Jeudi, le maire de Bordeaux, Pierre Hurmic, a également estimé que la métropole allait certainement « devoir reprendre la gestion du stade, du moins dans un premier temps. » « Je ne pense pas qu’une ville ou une métropole ait vocation à gérer durablement de tels équipements, extrêmement coûteux », ajoute-t-il. En revanche, le football professionnel doit devenir autonome. Mettre un stade à disposition d’un club représente un engagement financier important de la part de la collectivité. Ce sont des clubs qui gagnent des millions et des millions, ces millions doivent aussi servir à acheter les terrains pour leurs joueurs. C’est pourquoi je ne désespère pas qu’un éventuel repreneur des Girondins rachètera également le Grand Stade. J’ai tendance à penser qu’on vendra le club plus facilement si on met un actif de cette nature à la poubelle. »
« Si un partenaire privé se manifeste, il négociera à la baisse »
Mais comment la situation financière a-t-elle pu dégénérer à ce point à Bordeaux ? « Il y a eu une combinaison de plusieurs éléments », estime Guillaume Gouze, consultant au pôle économique du Centre Droit et Sport de Limoges et co-directeur du diplôme CDES Manager de Stade. Vinci est un groupe qui possède une forte expertise dans la gestion d’infrastructures dont des stades, mais nous nous retrouvons face à un opérateur privé qui n’a pas réussi à respecter son business plan. Il y a aussi des éléments externes – la hausse des coûts de l’énergie, par exemple – qui ont contribué aux mauvais résultats du stade. La conclusion malheureuse est que les pouvoirs publics devront récupérer ces équipements à leurs frais. » Et Guillaume Gouze prévient qu’à l’approche des élections municipales de mars 2026, ce dossier peut vite devenir « explosif ». »

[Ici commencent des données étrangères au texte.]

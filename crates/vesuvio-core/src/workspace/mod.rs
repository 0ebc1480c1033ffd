//! In-memory time-of-flight workspaces.
//!
//! A [`Workspace`] is a named table of spectra, each row holding the X axis
//! (bin boundaries or points), counts `y` and errors `e`. Periods of a run are
//! kept as the members of a [`WorkspaceGroup`].

mod cells;
mod index;

pub use index::SpectrumIndex;

use crate::common::TofWindow;
use crate::domain::{ReductionError, ReductionResult};
use crate::numerics::bin_positions;
use serde::{Deserialize, Serialize};

#[derive(Debug, Clone, PartialEq, Deserialize, Serialize)]
#[serde(rename_all = "camelCase")]
pub struct Spectrum {
    pub spectrum_id: u32,
    pub x: Vec<f64>,
    #[serde(with = "cells")]
    pub y: Vec<f64>,
    /// Raw files may omit errors; loaders fill in counting statistics.
    #[serde(default, with = "cells")]
    pub e: Vec<f64>,
}

impl Spectrum {
    pub fn new(spectrum_id: u32, x: Vec<f64>, y: Vec<f64>, e: Vec<f64>) -> ReductionResult<Self> {
        let spectrum = Self {
            spectrum_id,
            x,
            y,
            e,
        };
        spectrum.validate()?;
        Ok(spectrum)
    }

    pub fn validate(&self) -> ReductionResult<()> {
        let axis_ok = self.x.len() == self.y.len() || self.x.len() == self.y.len() + 1;
        if !axis_ok || self.e.len() != self.y.len() {
            return Err(ReductionError::computation(
                "RUN.SHAPE_MISMATCH",
                format!(
                    "spectrum {} has inconsistent lengths: x={}, y={}, e={}",
                    self.spectrum_id,
                    self.x.len(),
                    self.y.len(),
                    self.e.len()
                ),
            ));
        }
        Ok(())
    }

    pub fn is_histogram(&self) -> bool {
        self.x.len() == self.y.len() + 1
    }

    pub fn bin_count(&self) -> usize {
        self.y.len()
    }

    pub fn scale(&mut self, factor: f64) {
        self.y.iter_mut().for_each(|value| *value *= factor);
        self.e.iter_mut().for_each(|error| *error *= factor.abs());
    }

    /// Keeps the bins lying entirely inside `window`.
    pub fn cropped(&self, window: TofWindow) -> Self {
        if self.is_histogram() {
            let kept = (0..self.y.len())
                .filter(|&bin| window.contains(self.x[bin]) && window.contains(self.x[bin + 1]))
                .collect::<Vec<_>>();
            let mut x = kept.iter().map(|&bin| self.x[bin]).collect::<Vec<_>>();
            if let Some(&last) = kept.last() {
                x.push(self.x[last + 1]);
            }
            Self {
                spectrum_id: self.spectrum_id,
                x,
                y: kept.iter().map(|&bin| self.y[bin]).collect(),
                e: kept.iter().map(|&bin| self.e[bin]).collect(),
            }
        } else {
            let kept = (0..self.y.len())
                .filter(|&point| window.contains(self.x[point]))
                .collect::<Vec<_>>();
            Self {
                spectrum_id: self.spectrum_id,
                x: kept.iter().map(|&point| self.x[point]).collect(),
                y: kept.iter().map(|&point| self.y[point]).collect(),
                e: kept.iter().map(|&point| self.e[point]).collect(),
            }
        }
    }

    pub fn positions(&self) -> Vec<f64> {
        bin_positions(&self.x, self.y.len()).unwrap_or_default()
    }
}

#[derive(Debug, Clone, PartialEq, Deserialize, Serialize)]
pub struct Workspace {
    name: String,
    spectra: Vec<Spectrum>,
}

impl Workspace {
    pub fn new(name: impl Into<String>, spectra: Vec<Spectrum>) -> Self {
        Self {
            name: name.into(),
            spectra,
        }
    }

    pub fn name(&self) -> &str {
        &self.name
    }

    pub fn spectra(&self) -> &[Spectrum] {
        &self.spectra
    }

    pub fn len(&self) -> usize {
        self.spectra.len()
    }

    pub fn is_empty(&self) -> bool {
        self.spectra.is_empty()
    }

    pub fn spectrum(&self, workspace_index: usize) -> ReductionResult<&Spectrum> {
        self.spectra
            .get(workspace_index)
            .ok_or_else(|| self.index_error(workspace_index))
    }

    pub fn spectrum_mut(&mut self, workspace_index: usize) -> ReductionResult<&mut Spectrum> {
        let error = self.index_error(workspace_index);
        self.spectra.get_mut(workspace_index).ok_or(error)
    }

    fn index_error(&self, workspace_index: usize) -> ReductionError {
        ReductionError::internal(
            "SYS.WORKSPACE_INDEX",
            format!(
                "workspace index {} is out of range for '{}' with {} spectra",
                workspace_index,
                self.name,
                self.spectra.len()
            ),
        )
    }

    pub fn renamed(&self, name: impl Into<String>) -> Self {
        Self {
            name: name.into(),
            spectra: self.spectra.clone(),
        }
    }

    pub fn validate(&self) -> ReductionResult<()> {
        self.spectra.iter().try_for_each(Spectrum::validate)
    }

    /// Bin-by-bin sum; errors add in quadrature. Layouts must match exactly.
    pub fn plus(&self, other: &Self, name: impl Into<String>) -> ReductionResult<Self> {
        self.ensure_same_layout(other)?;
        let spectra = self
            .spectra
            .iter()
            .zip(&other.spectra)
            .map(|(lhs, rhs)| Spectrum {
                spectrum_id: lhs.spectrum_id,
                x: lhs.x.clone(),
                y: lhs.y.iter().zip(&rhs.y).map(|(a, b)| a + b).collect(),
                e: lhs
                    .e
                    .iter()
                    .zip(&rhs.e)
                    .map(|(a, b)| a.hypot(*b))
                    .collect(),
            })
            .collect();
        Ok(Self::new(name, spectra))
    }

    /// Divides row `i` bin-by-bin by `divisors[i]`.
    pub fn divide_by_rows(&mut self, divisors: &[Vec<f64>]) -> ReductionResult<()> {
        if divisors.len() != self.spectra.len() {
            return Err(ReductionError::computation(
                "RUN.SHAPE_MISMATCH",
                format!(
                    "'{}' has {} spectra but {} divisor rows were given",
                    self.name,
                    self.spectra.len(),
                    divisors.len()
                ),
            ));
        }
        for (spectrum, divisor) in self.spectra.iter().zip(divisors) {
            if spectrum.y.len() != divisor.len() {
                return Err(ReductionError::computation(
                    "RUN.SHAPE_MISMATCH",
                    format!(
                        "spectrum {} of '{}' has {} bins but the divisor has {}",
                        spectrum.spectrum_id,
                        self.name,
                        spectrum.y.len(),
                        divisor.len()
                    ),
                ));
            }
        }

        for (spectrum, divisor) in self.spectra.iter_mut().zip(divisors) {
            for ((value, error), denominator) in
                spectrum.y.iter_mut().zip(&mut spectrum.e).zip(divisor)
            {
                *value /= denominator;
                *error /= denominator.abs();
            }
        }
        Ok(())
    }

    pub fn cropped(&self, window: TofWindow) -> Self {
        Self {
            name: self.name.clone(),
            spectra: self
                .spectra
                .iter()
                .map(|spectrum| spectrum.cropped(window))
                .collect(),
        }
    }

    fn ensure_same_layout(&self, other: &Self) -> ReductionResult<()> {
        let mismatch = |detail: String| {
            ReductionError::computation(
                "RUN.SHAPE_MISMATCH",
                format!(
                    "workspaces '{}' and '{}' differ: {}",
                    self.name, other.name, detail
                ),
            )
        };

        if self.spectra.len() != other.spectra.len() {
            return Err(mismatch(format!(
                "{} vs {} spectra",
                self.spectra.len(),
                other.spectra.len()
            )));
        }

        for (lhs, rhs) in self.spectra.iter().zip(&other.spectra) {
            if lhs.spectrum_id != rhs.spectrum_id {
                return Err(mismatch(format!(
                    "spectrum {} is paired with spectrum {}",
                    lhs.spectrum_id, rhs.spectrum_id
                )));
            }
            if lhs.y.len() != rhs.y.len() || lhs.x.len() != rhs.x.len() {
                return Err(mismatch(format!(
                    "spectrum {} has {} vs {} bins",
                    lhs.spectrum_id,
                    lhs.y.len(),
                    rhs.y.len()
                )));
            }
        }
        Ok(())
    }
}

/// Ordered workspaces, one per period.
#[derive(Debug, Clone, PartialEq, Deserialize, Serialize)]
pub struct WorkspaceGroup {
    name: String,
    members: Vec<Workspace>,
}

impl WorkspaceGroup {
    pub fn new(name: impl Into<String>, members: Vec<Workspace>) -> Self {
        Self {
            name: name.into(),
            members,
        }
    }

    pub fn name(&self) -> &str {
        &self.name
    }

    pub fn members(&self) -> &[Workspace] {
        &self.members
    }

    pub fn members_mut(&mut self) -> &mut [Workspace] {
        &mut self.members
    }

    pub fn len(&self) -> usize {
        self.members.len()
    }

    pub fn is_empty(&self) -> bool {
        self.members.is_empty()
    }

    /// Member for a 1-based period number.
    pub fn period(&self, period: usize) -> ReductionResult<&Workspace> {
        period
            .checked_sub(1)
            .and_then(|index| self.members.get(index))
            .ok_or_else(|| {
                ReductionError::input_validation(
                    "INPUT.PERIOD_COUNT",
                    format!(
                        "period {} is not available in '{}' with {} periods",
                        period,
                        self.name,
                        self.members.len()
                    ),
                )
            })
    }

    pub fn renamed(&self, name: impl Into<String>) -> Self {
        let name = name.into();
        let members = self
            .members
            .iter()
            .enumerate()
            .map(|(index, member)| member.renamed(format!("{}_{}", name, index + 1)))
            .collect();
        Self { name, members }
    }

    pub fn plus(&self, other: &Self, name: impl Into<String>) -> ReductionResult<Self> {
        if self.members.len() != other.members.len() {
            return Err(ReductionError::computation(
                "RUN.SHAPE_MISMATCH",
                format!(
                    "groups '{}' and '{}' have {} vs {} periods",
                    self.name,
                    other.name,
                    self.members.len(),
                    other.members.len()
                ),
            ));
        }

        let name = name.into();
        let members = self
            .members
            .iter()
            .zip(&other.members)
            .enumerate()
            .map(|(index, (lhs, rhs))| lhs.plus(rhs, format!("{}_{}", name, index + 1)))
            .collect::<ReductionResult<Vec<_>>>()?;
        Ok(Self { name, members })
    }
}

#[cfg(test)]
mod tests {
    use super::{Spectrum, Workspace, WorkspaceGroup};
    use crate::common::TofWindow;
    use crate::domain::ReductionErrorCategory;

    fn histogram(spectrum_id: u32, y: &[f64]) -> Spectrum {
        let x = (0..=y.len()).map(|bin| bin as f64 * 10.0).collect();
        Spectrum::new(spectrum_id, x, y.to_vec(), vec![1.0; y.len()])
            .expect("histogram should be valid")
    }

    #[test]
    fn spectrum_rejects_inconsistent_lengths() {
        let error = Spectrum::new(3, vec![0.0, 1.0], vec![1.0, 2.0, 3.0], vec![0.0; 3])
            .expect_err("short x axis should fail");
        assert_eq!(error.placeholder(), "RUN.SHAPE_MISMATCH");
        assert_eq!(error.category(), ReductionErrorCategory::ComputationError);
    }

    #[test]
    fn plus_adds_counts_and_combines_errors_in_quadrature() {
        let lhs = Workspace::new("lhs", vec![histogram(3, &[1.0, 2.0])]);
        let mut rhs = Workspace::new("rhs", vec![histogram(3, &[10.0, 20.0])]);
        rhs.spectrum_mut(0).expect("row exists").e = vec![0.0, 3.0_f64.sqrt()];

        let sum = lhs.plus(&rhs, "sum").expect("layouts match");
        let row = sum.spectrum(0).expect("row exists");
        assert_eq!(sum.name(), "sum");
        assert_eq!(row.y, vec![11.0, 22.0]);
        assert!((row.e[0] - 1.0).abs() < 1.0e-12);
        assert!((row.e[1] - 2.0).abs() < 1.0e-12);
    }

    #[test]
    fn plus_rejects_mismatched_layouts() {
        let lhs = Workspace::new("lhs", vec![histogram(3, &[1.0, 2.0])]);
        let rhs = Workspace::new("rhs", vec![histogram(4, &[1.0, 2.0])]);
        let error = lhs.plus(&rhs, "sum").expect_err("ids differ");
        assert!(error.message().contains("spectrum 3 is paired with spectrum 4"));
    }

    #[test]
    fn divide_by_rows_scales_each_row_by_its_own_divisor() {
        let mut workspace = Workspace::new(
            "ws",
            vec![histogram(3, &[8.0, 9.0]), histogram(4, &[8.0, 9.0])],
        );
        workspace
            .divide_by_rows(&[vec![2.0, 3.0], vec![4.0, 9.0]])
            .expect("shapes match");
        assert_eq!(workspace.spectrum(0).expect("row").y, vec![4.0, 3.0]);
        assert_eq!(workspace.spectrum(0).expect("row").e, vec![0.5, 1.0 / 3.0]);
        assert_eq!(workspace.spectrum(1).expect("row").y, vec![2.0, 1.0]);

        assert!(workspace.divide_by_rows(&[vec![1.0, 1.0]]).is_err());
        assert!(workspace.divide_by_rows(&[vec![1.0], vec![1.0, 1.0]]).is_err());
    }

    #[test]
    fn crop_keeps_bins_inside_window() {
        let spectrum = histogram(5, &[1.0, 2.0, 3.0, 4.0]);
        let cropped = spectrum.cropped(TofWindow::new(10.0, 30.0));
        assert_eq!(cropped.x, vec![10.0, 20.0, 30.0]);
        assert_eq!(cropped.y, vec![2.0, 3.0]);

        let points = Spectrum::new(6, vec![0.0, 5.0, 10.0], vec![1.0, 2.0, 3.0], vec![0.0; 3])
            .expect("point data");
        assert_eq!(points.cropped(TofWindow::new(4.0, 10.0)).y, vec![2.0, 3.0]);
    }

    #[test]
    fn group_periods_are_one_based() {
        let group = WorkspaceGroup::new(
            "run",
            vec![
                Workspace::new("p1", vec![histogram(3, &[1.0])]),
                Workspace::new("p2", vec![histogram(3, &[2.0])]),
            ],
        );
        assert_eq!(group.period(1).expect("period 1").name(), "p1");
        assert_eq!(group.period(2).expect("period 2").name(), "p2");
        assert!(group.period(0).is_err());
        assert_eq!(
            group.period(3).expect_err("no period 3").placeholder(),
            "INPUT.PERIOD_COUNT"
        );

        let renamed = group.renamed("summed");
        assert_eq!(renamed.members()[1].name(), "summed_2");
    }
}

Quelle serait la meilleure solution pour l’avenir du stade, selon le spécialiste ? « Il n’y en a pas, ce sera le moins mauvais qui sera choisi. Il faudrait à terme trouver un investisseur privé. Mais attention, ils ne sont pas fous. Ils ont bien vu que ça ne marchait pas et qu’il n’y a actuellement aucune ressource viable via le football compte tenu de la situation des Girondins. Si un partenaire privé se manifeste, il négociera à la baisse. La communauté s’engagera-t-elle à trouver un partenaire à tout prix ? »
Un partenariat entre l’UBB et les Girondins serait-il envisageable ?
Une autre option, selon Guillaume Gouze, serait de « créer une structure de fonctionnement commune entre les Girondins et l’UBB ». [le club de rugby]. » L’UBB pourrait ainsi « reprendre la gestion du stade en passant un accord avec la collectivité, et les deux clubs assureraient son développement. Mais peuvent-ils s’entendre sur ce point ? »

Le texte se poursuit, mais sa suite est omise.